Results reported for 123 of the 138 dogs (32 dogs < 3 months old, 21 dogs ≥ 3 to ≤ 6 months old, and 70 dogs > 6 months old [adult group]) because the main hematologic analyzer underwent maintenance during a week of the study and the replacement analyzer did not provide reticulocyte counts for samples (from 2 dogs < 3 months old, 1 dog ≥ 3 to ≤ 6 months old, and 12 dogs > 6 months old) assessed during that period.

When results for PCV and cHct were considered within age groups, findings for the adult group indicated that the mean PCV (44.9%) was significantly (P = 0.004) lower than the mean cHct (45.8%). There was no statistical difference between the mean PCV and mean cHct within juvenile dogs < 3 months old (P = 0.673) or those ≥ 3 to ≤ 6 months old (P = 0.500).

When dogs in each age group were further grouped by sex, the mean cHct was significantly (P = 0.023) lower for male (34.1%) versus female (37.3%) dogs < 3 months old. However, the mean cHct did not differ substantially (P = 0.463 and P = 0.910, respectfully) between male (37.8%) and female (36.6%) dogs ≥ 3 to ≤ 6 months old or between male (45.7%) and female (45.8%) dogs > 6 months old.
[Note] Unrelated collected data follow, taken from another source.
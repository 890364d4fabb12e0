//! Conversions between domain values and their SQLite column text.
//!
//! Timestamps are stored as fixed-width RFC 3339 UTC strings with
//! microsecond precision, e.g. `2024-01-01T08:30:00.000000Z`. Every stored
//! value has the same shape, so `BETWEEN` on the text column orders
//! chronologically.

use chrono::{DateTime, SecondsFormat, SubsecRound as _, TimeDelta, Utc};
use swipe_core::swipe::SwipeRecord;

use crate::{Error, Result};

/// Drop precision the column cannot hold.
pub fn truncate_dt(dt: DateTime<Utc>) -> DateTime<Utc> { dt.trunc_subsecs(6) }

/// Smallest storable instant not before `dt`. Used for lower bounds, so a
/// sub-microsecond start never admits a row that precedes it.
pub fn ceil_dt(dt: DateTime<Utc>) -> DateTime<Utc> {
  let truncated = truncate_dt(dt);
  if truncated < dt { truncated + TimeDelta::microseconds(1) } else { truncated }
}

pub fn encode_dt(dt: DateTime<Utc>) -> String {
  dt.to_rfc3339_opts(SecondsFormat::Micros, true)
}

/// `0000-01-01T00:00:00Z`, in microseconds since the epoch.
const MIN_STORABLE_MICROS: i64 = -62_167_219_200_000_000;
/// `9999-12-31T23:59:59.999999Z`, in microseconds since the epoch.
const MAX_STORABLE_MICROS: i64 = 253_402_300_799_999_999;

/// Encode a query bound, clamped to four-digit years.
///
/// Outside that span chrono writes a signed year (`+10000-…`, `-0001-…`)
/// whose text sorts before every stored value.
pub fn encode_bound(dt: DateTime<Utc>) -> String {
  let min = DateTime::from_timestamp_micros(MIN_STORABLE_MICROS).unwrap_or(DateTime::<Utc>::MIN_UTC);
  let max = DateTime::from_timestamp_micros(MAX_STORABLE_MICROS).unwrap_or(DateTime::<Utc>::MAX_UTC);
  encode_dt(dt.clamp(min, max))
}

pub fn decode_dt(s: &str) -> Result<DateTime<Utc>> {
  DateTime::parse_from_rfc3339(s)
    .map(|dt| dt.with_timezone(&Utc))
    .map_err(|e| Error::DateParse(format!("{s:?}: {e}")))
}

/// A `card_swipes` row as read from SQLite, before timestamp decoding.
pub struct RawSwipe {
  pub card_number: String,
  pub timestamp:   String,
}

impl RawSwipe {
  pub fn into_record(self) -> Result<SwipeRecord> {
    Ok(SwipeRecord {
      timestamp:   decode_dt(&self.timestamp)?,
      card_number: self.card_number,
    })
  }
}

#[cfg(test)]
mod tests {
  use super::*;

  #[test]
  fn encoding_is_fixed_width() {
    let whole: DateTime<Utc> = "2024-01-01T08:30:00Z".parse().unwrap();
    let fractional: DateTime<Utc> = "2024-01-01T08:30:00.5Z".parse().unwrap();
    assert_eq!(encode_dt(whole), "2024-01-01T08:30:00.000000Z");
    assert_eq!(encode_dt(fractional), "2024-01-01T08:30:00.500000Z");
  }

  #[test]
  fn text_order_matches_time_order() {
    let earlier: DateTime<Utc> = "2024-01-01T08:30:00.999999Z".parse().unwrap();
    let later: DateTime<Utc> = "2024-01-01T08:30:01Z".parse().unwrap();
    assert!(encode_dt(earlier) < encode_dt(later));
  }

  #[test]
  fn decode_accepts_offsets_and_normalises_to_utc() {
    let dt = decode_dt("2024-01-01T10:30:00+02:00").unwrap();
    assert_eq!(encode_dt(dt), "2024-01-01T08:30:00.000000Z");
  }

  #[test]
  fn decode_rejects_garbage() {
    assert!(matches!(decode_dt("yesterday"), Err(Error::DateParse(_))));
  }

  #[test]
  fn truncation_keeps_microseconds() {
    let dt: DateTime<Utc> = "2024-01-01T08:30:00.123456789Z".parse().unwrap();
    assert_eq!(encode_dt(truncate_dt(dt)), "2024-01-01T08:30:00.123456Z");
    assert_eq!(decode_dt(&encode_dt(truncate_dt(dt))).unwrap(), truncate_dt(dt));
  }

  #[test]
  fn bounds_are_clamped_to_four_digit_years() {
    let far_future = DateTime::from_timestamp_micros(MAX_STORABLE_MICROS).unwrap() + TimeDelta::days(2);
    let far_past = DateTime::from_timestamp_micros(MIN_STORABLE_MICROS).unwrap() - TimeDelta::days(2);
    assert_eq!(encode_bound(far_future), "9999-12-31T23:59:59.999999Z");
    assert_eq!(encode_bound(far_past), "0000-01-01T00:00:00.000000Z");
    assert!(encode_bound(far_past) < encode_bound(far_future));
  }

  #[test]
  fn ceiling_rounds_sub_microsecond_bounds_up() {
    let exact: DateTime<Utc> = "2024-01-01T08:30:00.123456Z".parse().unwrap();
    let fine: DateTime<Utc> = "2024-01-01T08:30:00.123456001Z".parse().unwrap();
    assert_eq!(ceil_dt(exact), exact);
    assert_eq!(encode_dt(ceil_dt(fine)), "2024-01-01T08:30:00.123457Z");
  }
}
MCV, MCHC, and reticulocyte count—Mean MCV did not substantially (P = 0.38) differ across age groups. However, the mean MCHC was significantly (P < 0.001) lower for dogs < 3 months old (33.1 g/dL) versus dogs > 6 months old (34.7 g/dL; Figure 1). The mean reticulocyte count was significantly (P = 0.006 and P = 0.002, respectively) higher for dogs < 3 months old (135,000 reticulocytes/µL) versus those ≥ 3 to ≤ 6 months old (100,000 reticulocytes/µL) and for dogs ≥ 3 to ≤ 6 months old versus > 6 months old (68,000 reticulocytes/μL). No substantial differences were detected in proportions of dogs in each age group with results above, within, or below the limits for the RI for MCV (P = 0.349); however, dogs < 3 months old had the highest proportion with results below the lower limit of the RI for MCHC (15/34 [44%]; P < 0.001) and the highest proportion with results above the upper limit of the RI for the reticulocyte count (28/32 [88%]; P < 0.001; Table 1).
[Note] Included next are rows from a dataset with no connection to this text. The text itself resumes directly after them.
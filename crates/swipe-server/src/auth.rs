//! Static shared-secret check for privileged routes.

use sha2::{Digest, Sha256};

use crate::error::Error;

/// The operator password, held only as a SHA-256 digest.
///
/// Candidates are hashed the same way and the digests compared without
/// early exit, so timing does not reveal how much of a guess was right
/// or how long the secret is.
#[derive(Clone)]
pub struct SharedSecret {
  digest: [u8; 32],
}

impl SharedSecret {
  pub fn new(secret: &str) -> Self {
    Self { digest: Sha256::digest(secret.as_bytes()).into() }
  }

  pub fn matches(&self, candidate: &str) -> bool {
    let candidate: [u8; 32] = Sha256::digest(candidate.as_bytes()).into();
    self
      .digest
      .iter()
      .zip(candidate.iter())
      .fold(0u8, |acc, (a, b)| acc | (a ^ b))
      == 0
  }

  /// `Ok` when `candidate` is the secret, [`Error::Unauthorized`] otherwise.
  pub fn verify(&self, candidate: &str) -> Result<(), Error> {
    if self.matches(candidate) {
      Ok(())
    } else {
      Err(Error::Unauthorized)
    }
  }
}

impl std::fmt::Debug for SharedSecret {
  fn fmt(&self, f: &mut std::fmt::Formatter<'_>) -> std::fmt::Result {
    f.write_str("SharedSecret(..)")
  }
}
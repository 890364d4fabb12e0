//! Core types and trait definitions for the card swipe service.
//!
//! This crate is deliberately free of HTTP and database dependencies.
//! The store and server crates depend on it; it depends on nothing of theirs.

#![allow(async_fn_in_trait)]

pub mod error;
pub mod pseudonym;
pub mod range;
pub mod store;
pub mod swipe;

pub use error::{Error, Result};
When dogs in each age group were further considered by sex, the mean reticulocyte count was significantly (P = 0.017) higher for female (155,000 reticulocytes/μL) versus male (118,000 reticulocytes/μL) dogs < 3 months old; however, this group had no substantial (P = 0.615 and P = 0.254, respectively) differences detected in the mean MCV or MCHC for females (66.2 fL and 32.8 g/dL) versus males (66.7 fL and 33.5 g/dL). Further, no substantial differences were detected in the mean MCV, MCHC, or reticulocyte count for males versus females in either of the older groups.

Parasitism and infection

Twenty-seven of the 138 (19.6%) dogs had evidence of parasitism or infections identified on the day of presentation (Table 2). Dogs with flea dirt or live fleas (12/138 [8.7%]) received a single oral dose of nitenpyram,h a bath with medicated shampoo, or both.

Table 2

Hematologic results for the 27 shelter dogs that tested positive for various parasitic or infectious agents (alone or in combination) from among the 138 shelter dogs described in Table 1.
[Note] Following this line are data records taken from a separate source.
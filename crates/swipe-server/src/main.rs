//! swipe-server binary.
//!
//! Loads configuration (TOML file, `.env`, environment), opens the SQLite
//! store named by `DATABASE_URL`, bootstraps the schema, and serves HTTP
//! until interrupted. Any startup failure exits with status 1.

use std::path::PathBuf;

use anyhow::Context as _;
use clap::Parser;
use swipe_server::{AppState, ServerConfig, auth::SharedSecret};
use swipe_store_sqlite::{DatabaseLocation, SqliteStore};
use tokio::{net::TcpListener, signal};
use tracing::level_filters::LevelFilter;
use tracing_subscriber::EnvFilter;

#[derive(Parser)]
#[command(author, version, about = "Card swipe recording server")]
struct Cli {
  /// Path to an optional TOML configuration file.
  #[arg(short, long, default_value = "config.toml")]
  config: PathBuf,

  /// Path to an optional `.env` file of KEY=VALUE lines.
  #[arg(long, default_value = ".env")]
  env_file: PathBuf,

  /// Override the listen address, e.g. `127.0.0.1:3000`.
  #[arg(short, long)]
  listen: Option<String>,
}

#[tokio::main]
async fn main() -> anyhow::Result<()> {
  // Initialise tracing.
  tracing_subscriber::fmt()
    .with_env_filter(
      EnvFilter::builder()
        .with_default_directive(LevelFilter::INFO.into())
        .from_env_lossy(),
    )
    .init();

  let cli = Cli::parse();

  if !cli.env_file.exists() {
    tracing::info!("No .env file found at {}", cli.env_file.display());
  }

  let mut server_cfg = ServerConfig::load(&cli.config, &cli.env_file, None)
    .context("failed to load configuration")?;
  if let Some(listen) = cli.listen {
    server_cfg.listen_address = listen;
  }

  let location = DatabaseLocation::parse(&server_cfg.database_url)
    .context("invalid DATABASE_URL")?;
  let store = match &location {
    DatabaseLocation::Memory => SqliteStore::open_in_memory().await,
    DatabaseLocation::File(path) => SqliteStore::open(path).await,
  }
  .with_context(|| format!("unable to open database at {location}"))?;
  tracing::info!("Using database {location}");

  let state = AppState::new(store, SharedSecret::new(&server_cfg.card_password));
  let app   = swipe_server::router(state);

  let address = &server_cfg.listen_address;
  let listener = TcpListener::bind(address)
    .await
    .with_context(|| format!("failed to bind {address}"))?;
  tracing::info!("Listening on http://{address}");

  axum::serve(listener, app)
    .with_graceful_shutdown(shutdown_signal())
    .await
    .context("server error")?;

  tracing::info!("Server shut down");
  Ok(())
}

/// Resolves on Ctrl-C or, on Unix, SIGTERM.
async fn shutdown_signal() {
  let ctrl_c = async {
    if let Err(e) = signal::ctrl_c().await {
      tracing::warn!("failed to listen for Ctrl-C: {e}");
      std::future::pending::<()>().await;
    }
  };

  #[cfg(unix)]
  let terminate = async {
    match signal::unix::signal(signal::unix::SignalKind::terminate()) {
      Ok(mut sig) => {
        sig.recv().await;
      }
      Err(e) => {
        tracing::warn!("failed to listen for SIGTERM: {e}");
        std::future::pending::<()>().await;
      }
    }
  };

  #[cfg(not(unix))]
  let terminate = std::future::pending::<()>();

  tokio::select! {
    () = ctrl_c => {},
    () = terminate => {},
  }
}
Infectious agent or parasite Overall By age group PCV (%)* cHct (%)* MCV (fL)* MCHC (g/dL)* Reticulocyte count (cells X 106/μL)*
No (%) of dogs Age group No. of dogs
Fleas or flea dirt 12 (8.7) > 6 mo 10 43 (39–48) 43 (37–47) 67 (60–75) 35 (30–39) 0.083 (0.020–0.180)
≥ 3 to ≤ 6 mo 1 35 37 66.8 33 0.200
< 3 mo 1 33 30 62.9 39
Anaplasma phagocytophilum 4 (2.9) > 6 mo 4 45 (37–53) 45 (36–56) 66 (64–69) 35 (34–38) 0.I03 (0.090–0.I20)
Ehrlichia canis 4 (2.9) > 6 3 43 (40–45) 43 (40–47) 64 (60–67) 36 (35–38) 0.030 (0.030–0.030)
Toxocara 3 (2.2) < 3 mo 3 29 (28–3I) 30 (27–34) 65 (6I-68) 30 (28–32) 0.I70 (0.I00–0.240)
Ancylostoma 2 (1.4) > 1 35 35 68 32 0.110
< 3 mo 1 29 29 67 32 0.100
Taenia 1 (0.7) < 3 mo 1 35 35 68 33 0.I50
Coccidia 1 (0.7) ≥ 3 to ≤ 6 mo 1 37 37 67 32 0.070
Parvovirus 1 (0.7) < 3 mo 1 43 40 63 35 0.050
Heartworm 1 (0.7) > 6 mo 1 49 50 65 34 0.070

Results reported as mean and range when multiple dogs were affected.

— = Not measured.

One dog with no history of coughing tested positive for heartworm antigen and thus underwent thoracic radiography for further preanesthetic risk assessment9; radiographic findings were unremarkable, and the dog was considered to be an acceptable candidate to proceed with surgery as scheduled. Dogs that tested negative for heartworm antigen (n = 137) received 1 dose of a heartworm preventativei,j,k administered per FDA-approved label instructions. The heartworm preventative administered depended on product availability during the study period.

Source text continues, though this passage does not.